Belfast Telegraph

Wednesday 17 September 2014

How our Lagan dream survived to its coming of age

Poet and critic: Gerald Dawe
Poet and critic: Gerald Dawe

I helped found the small literary publisher Lagan Press – depending on memory and the reckoning – 23 years ago. Tonight sees the relaunch of the company as a multi-platform publisher. The shindig will also mark its merger with Londonderry's Verbal Arts Centre.

The evening, for me, is certain to be one filled with reflection.

The early-1990s ... Though even then leaving my twenties behind and nominally advertising manager of politics magazine Fortnight, I was emotionally hanging on to being an honorary student, clutching my gentleman's 2:2.

It was a time of extended slacker innocence, and of technological wonder. I remember staring open-mouthed at Fortnight's first Apple Mac, with its tiny black-and-white screen and sickly yellow casing. While the internet was still the talk of mad scientists and mobiles were the size of chichi bricks, the future was undoubtedly here. How different from those student poetry publications with which I had been involved. Printers with a compositor perched like Mr Sulu behind consoles of blinking lights, galleys, reset lines of corrections, cutting and pasting down pages on mark-up sheets. Now all of that was in a magic box.

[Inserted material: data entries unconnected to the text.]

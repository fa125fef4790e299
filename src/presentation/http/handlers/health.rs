//! Health Check Handlers
//!
//! Provides health check endpoints for Kubernetes-style liveness and readiness probes.
//!
//! # Endpoints
//! - `GET /health` - Basic health check
//! - `GET /health/live` - Liveness probe (is the server running?)
//! - `GET /health/ready` - Readiness probe (can the server accept traffic?)

use axum::{extract::State, http::StatusCode, response::IntoResponse, Json};
use chrono::{DateTime, Utc};
use once_cell::sync::Lazy;
use serde::Serialize;
use std::time::Instant;

use crate::startup::AppState;

/// Server start time for uptime calculation
static SERVER_START: Lazy<Instant> = Lazy::new(Instant::now);
static SERVER_START_TIME: Lazy<DateTime<Utc>> = Lazy::new(Utc::now);

/// Initialize the server start time (call during startup)
pub fn init_server_start() {
    Lazy::force(&SERVER_START);
    Lazy::force(&SERVER_START_TIME);
}

/// Basic health response
#[derive(Debug, Serialize)]
pub struct HealthResponse {
    pub status: &'static str,
    pub version: &'static str,
}

/// Detailed health check response
#[derive(Debug, Serialize)]
pub struct DetailedHealthResponse {
    pub status: HealthStatus,
    pub version: &'static str,
    pub uptime_seconds: u64,
    pub started_at: String,
    pub checks: HealthChecks,
}

/// Individual service health checks
#[derive(Debug, Serialize)]
pub struct HealthChecks {
    pub database: ServiceHealth,
    pub realtime: RealtimeHealth,
}

/// Health status for individual services
#[derive(Debug, Serialize)]
pub struct ServiceHealth {
    pub status: HealthStatus,
    #[serde(skip_serializing_if = "Option::is_none")]
    pub latency_ms: Option<u64>,
    #[serde(skip_serializing_if = "Option::is_none")]
    pub message: Option<String>,
}

/// Realtime gateway health
#[derive(Debug, Serialize)]
pub struct RealtimeHealth {
    pub status: HealthStatus,
    pub active_connections: usize,
    pub online_users: usize,
}

/// Overall health status
#[derive(Debug, Clone, Copy, Serialize, PartialEq, Eq)]
#[serde(rename_all = "lowercase")]
pub enum HealthStatus {
    Healthy,
    Degraded,
    Unhealthy,
}

/// Simple liveness response
#[derive(Debug, Serialize)]
pub struct LivenessResponse {
    pub status: &'static str,
}

/// Basic health check endpoint
pub async fn health_check() -> Json<HealthResponse> {
    Json(HealthResponse {
        status: "healthy",
        version: env!("CARGO_PKG_VERSION"),
    })
}

/// Liveness probe - checks if the server is running
pub async fn liveness() -> Json<LivenessResponse> {
    Json(LivenessResponse { status: "alive" })
}

/// Readiness probe - checks if the server can accept traffic
/// Returns 200 if ready, 503 if the database is unavailable
pub async fn readiness(State(state): State<AppState>) -> impl IntoResponse {
    let uptime = SERVER_START.elapsed().as_secs();
    let started_at = SERVER_START_TIME.to_rfc3339();

    let db_health = check_database(&state).await;

    let realtime = RealtimeHealth {
        status: HealthStatus::Healthy,
        active_connections: state.registry.connection_count(),
        online_users: state.registry.snapshot_presence().len(),
    };

    let overall_status = match db_health.status {
        HealthStatus::Unhealthy => HealthStatus::Unhealthy,
        HealthStatus::Degraded => HealthStatus::Degraded,
        HealthStatus::Healthy => HealthStatus::Healthy,
    };

    let response = DetailedHealthResponse {
        status: overall_status,
        version: env!("CARGO_PKG_VERSION"),
        uptime_seconds: uptime,
        started_at,
        checks: HealthChecks {
            database: db_health,
            realtime,
        },
    };

    let status_code = match overall_status {
        HealthStatus::Healthy | HealthStatus::Degraded => StatusCode::OK,
        HealthStatus::Unhealthy => StatusCode::SERVICE_UNAVAILABLE,
    };

    (status_code, Json(response))
}

/// Check database connectivity and latency
async fn check_database(state: &AppState) -> ServiceHealth {
    let start = Instant::now();
    match sqlx::query("SELECT 1").execute(&state.db).await {
        Ok(_) => {
            let latency = start.elapsed().as_millis() as u64;
            ServiceHealth {
                status: if latency < 100 {
                    HealthStatus::Healthy
                } else {
                    HealthStatus::Degraded
                },
                latency_ms: Some(latency),
                message: None,
            }
        }
        Err(e) => ServiceHealth {
            status: HealthStatus::Unhealthy,
            latency_ms: None,
            message: Some(format!("Database connection failed: {}", e)),
        },
    }
}

#[cfg(test)]
mod tests {
    use super::*;

    #[test]
    fn test_health_status_serialization() {
        let status = HealthStatus::Healthy;
        let json = serde_json::to_string(&status).unwrap();
        assert_eq!(json, "\"healthy\"");
    }
}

The official story is that Lagan Press came to be after a conversation with poet and critic Gerald Dawe in the back bar of Lavery's. The truth was that the house was born in an Apple Mac trunk.

Lagan had only two 'rules'. We were unashamedly a northern house and the books were not to make money. On rule two Lagan surpassed wildest expectations.

Indeed, Lagan would have long been consigned to the history books without the Arts Council.

But, still, it was fun. Working on the borrowed equipment in Fortnight's offices, the first book rolled off the press: Gerald Dawe's How's The Poetry Going? (Naturally, the technical page bore the legend that the author was actually 'Gerlad Dawe', but hey ho.)

Those first glints of youthful idealism in my eyes have dimmed.

But, for all the barnacles of cynicism, I would just like to say that, in spite of all the cursing and badmouthing, anxiety attacks and friendship-shattering rows, being involved with Lagan has been intensely satisfying – albeit in a hard-to-see-at-first-glance way.

Over two decades, it produced nigh-on 200 books, brought on new poets and novelists and rediscovered figures such as Robert Greacen, Roy McFadden, Norman Dugdale and Joseph Tomelty.

But nothing stands still forever. With the advent of the internet and books on phones, Kindles and iPads, our world is no longer the same.

Which is where our new relationship with Verbal Arts Centre comes in. It is an array of contrasts and synergies: Derry-Belfast, professionalism-amateur enthusiasm, competence and, er, anyway.

But the truth is even simpler than that: it secures the future. In the 23 years since that conversation in Lavery's, publishing has changed, begging the question: what is a publisher for?

The core thing a publisher publishes is a statement: we believe in this writer.

Publishing today means not just publishing books and hoping punters will buy them. Rather, it means helping to build a community of the imagination; of putting an ever-greater emotional investment into writers.

Promoting. Branding. Marketing. Scary words for the literary publisher, but essential today if a press wants to demonstrate a fundamental belief in the writer.

When Lagan Press started, the revolution arrived in a box. Today, the revolution is everywhere.